Sacrifice

Fall has come on in full, the depressions in the land rich with color, the scarlets and canary yellows of maple and birch setting fire to the landscape. There is a vibrancy in the air that belies the process of decay and calls out to the hope that lies in every heart. As all things wind down, so too does the coil tension itself. Every aspect of the farm looks like an N C Wyeth painting and each morning as I sit and either read or write before chores it emerges from the darkness in a pale mist, the first traces of silvery light illuminate the pillars of water vapor that rise from the surface of the trout pond and then drift off into the trees along the brook. There is the last solemn yip of a single coyote, a lowing of the cows to their calves, muted by the distance now and the ever brightening glow that suffuses the air itself, ethereal, dream-like. For the past couple of days I have been playing catch-up with the jobs that must be done before weather overtakes my progress.
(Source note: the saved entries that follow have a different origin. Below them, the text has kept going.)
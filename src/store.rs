use std::path::Path;
use std::str::FromStr;

use rusqlite::types::{FromSql, FromSqlError, FromSqlResult, ToSql, ToSqlOutput, ValueRef};
use rusqlite::{params, Connection, OptionalExtension};
use tracing::debug;

use crate::common::error::LedgerError;
use crate::common::money::Money;
use crate::domain::account::{Account, AccountKind};
use crate::domain::transaction::{TransactionRecord, TxAction};

/// SQLite-backed store for accounts and their transaction logs.
///
/// Owns the single connection; callers receive a `&mut Store` instead of
/// opening connections of their own. All writes are synchronous and a
/// deposit/withdraw write-through commits the transaction row and the new
/// balance atomically.
pub struct Store {
    conn: Connection,
}

impl Store {
    pub fn open<P: AsRef<Path>>(path: P) -> Result<Self, LedgerError> {
        debug!(path = %path.as_ref().display(), "opening database");
        let conn = Connection::open(path)?;
        Ok(Self { conn })
    }

    pub fn open_in_memory() -> Result<Self, LedgerError> {
        let conn = Connection::open_in_memory()?;
        Ok(Self { conn })
    }

    /// Creates the schema if it does not exist yet. Safe to call on every
    /// start.
    pub fn create_tables(&self) -> Result<(), LedgerError> {
        self.conn.execute(
            "CREATE TABLE IF NOT EXISTS users (
                id TEXT PRIMARY KEY,
                username TEXT UNIQUE,
                password TEXT
            )",
            [],
        )?;
        self.conn.execute(
            "CREATE TABLE IF NOT EXISTS accounts (
                id TEXT PRIMARY KEY,
                user_id TEXT,
                type TEXT,
                savings INTEGER
            )",
            [],
        )?;
        self.conn.execute(
            "CREATE TABLE IF NOT EXISTS transactions (
                tag TEXT PRIMARY KEY,
                date TEXT,
                action TEXT,
                amount INTEGER,
                account_id TEXT REFERENCES accounts(id)
            )",
            [],
        )?;
        debug!("schema ready");
        Ok(())
    }

    /// Insert-or-replace keyed by account id. Last writer wins.
    pub fn upsert_account(&self, account: &Account) -> Result<(), LedgerError> {
        debug!(account = %account.id, balance = %account.balance, "upserting account");
        self.conn.execute(
            "INSERT OR REPLACE INTO accounts (id, user_id, type, savings)
             VALUES (?1, ?2, ?3, ?4)",
            params![account.id, account.user_id, account.kind, account.balance],
        )?;
        Ok(())
    }

    pub fn fetch_account(&self, id: &str) -> Result<Option<Account>, LedgerError> {
        let account = self
            .conn
            .query_row(
                "SELECT id, user_id, type, savings FROM accounts WHERE id = ?1",
                params![id],
                |row| {
                    Ok(Account {
                        id: row.get(0)?,
                        user_id: row.get(1)?,
                        kind: row.get(2)?,
                        balance: row.get(3)?,
                    })
                },
            )
            .optional()?;
        Ok(account)
    }

    /// Appends one transaction record and upserts the account's new balance
    /// in a single SQL transaction, so a deposit/withdraw is either fully
    /// durable or not recorded at all. A tag already present in the log is
    /// reported as `TagCollision` rather than overwritten.
    pub fn record_transaction(
        &mut self,
        account: &Account,
        record: &TransactionRecord,
    ) -> Result<(), LedgerError> {
        debug!(account = %account.id, tag = %record.tag, action = %record.action, "recording transaction");
        let tx = self.conn.transaction()?;
        let inserted = tx.execute(
            "INSERT INTO transactions (tag, date, action, amount, account_id)
             VALUES (?1, ?2, ?3, ?4, ?5)",
            params![
                record.tag,
                record.date,
                record.action,
                record.amount,
                record.account_id
            ],
        );
        if let Err(err) = inserted {
            return Err(match err {
                rusqlite::Error::SqliteFailure(e, _)
                    if e.code == rusqlite::ErrorCode::ConstraintViolation =>
                {
                    LedgerError::TagCollision(record.tag.clone())
                }
                other => other.into(),
            });
        }
        tx.execute(
            "INSERT OR REPLACE INTO accounts (id, user_id, type, savings)
             VALUES (?1, ?2, ?3, ?4)",
            params![account.id, account.user_id, account.kind, account.balance],
        )?;
        tx.commit()?;
        Ok(())
    }

    /// All transactions for one account, in the order storage returns them.
    pub fn transactions_for(&self, account_id: &str) -> Result<Vec<TransactionRecord>, LedgerError> {
        let mut stmt = self.conn.prepare(
            "SELECT tag, date, action, amount, account_id
             FROM transactions WHERE account_id = ?1",
        )?;
        let rows = stmt.query_map(params![account_id], |row| {
            Ok(TransactionRecord {
                tag: row.get(0)?,
                date: row.get(1)?,
                action: row.get(2)?,
                amount: row.get(3)?,
                account_id: row.get(4)?,
            })
        })?;
        let mut records = Vec::new();
        for row in rows {
            records.push(row?);
        }
        Ok(records)
    }
}

impl ToSql for Money {
    fn to_sql(&self) -> rusqlite::Result<ToSqlOutput<'_>> {
        Ok(ToSqlOutput::from(self.as_i64()))
    }
}

impl FromSql for Money {
    fn column_result(value: ValueRef<'_>) -> FromSqlResult<Self> {
        i64::column_result(value).map(Money::from_i64)
    }
}

impl ToSql for AccountKind {
    fn to_sql(&self) -> rusqlite::Result<ToSqlOutput<'_>> {
        Ok(ToSqlOutput::from(self.as_str()))
    }
}

impl FromSql for AccountKind {
    fn column_result(value: ValueRef<'_>) -> FromSqlResult<Self> {
        let s = value.as_str()?;
        AccountKind::from_str(s).map_err(|e| FromSqlError::Other(e.into()))
    }
}

impl ToSql for TxAction {
    fn to_sql(&self) -> rusqlite::Result<ToSqlOutput<'_>> {
        Ok(ToSqlOutput::from(self.as_str()))
    }
}

impl FromSql for TxAction {
    fn column_result(value: ValueRef<'_>) -> FromSqlResult<Self> {
        let s = value.as_str()?;
        TxAction::from_str(s).map_err(|e| FromSqlError::Other(e.into()))
    }
}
The days end in darkness as they usually do, but they sneak up on me when I still have a coil of barbed wire in my grip and a thousand feet to go, the light so dim that each staple appears like a ghost in the gray palings driven into the bramble thickened edge of the field. Starting and ending each day in the numinous light of creation, solitary yet surrounded by life, gives one the expectation of something even bigger moving along at its own pace beneath the visible surface. There is a presence that works beside me, above me and all around me, stringing fences of its own design and perhaps regarding my pitiful contribution as nothing more than an animal sound in the symphony of life.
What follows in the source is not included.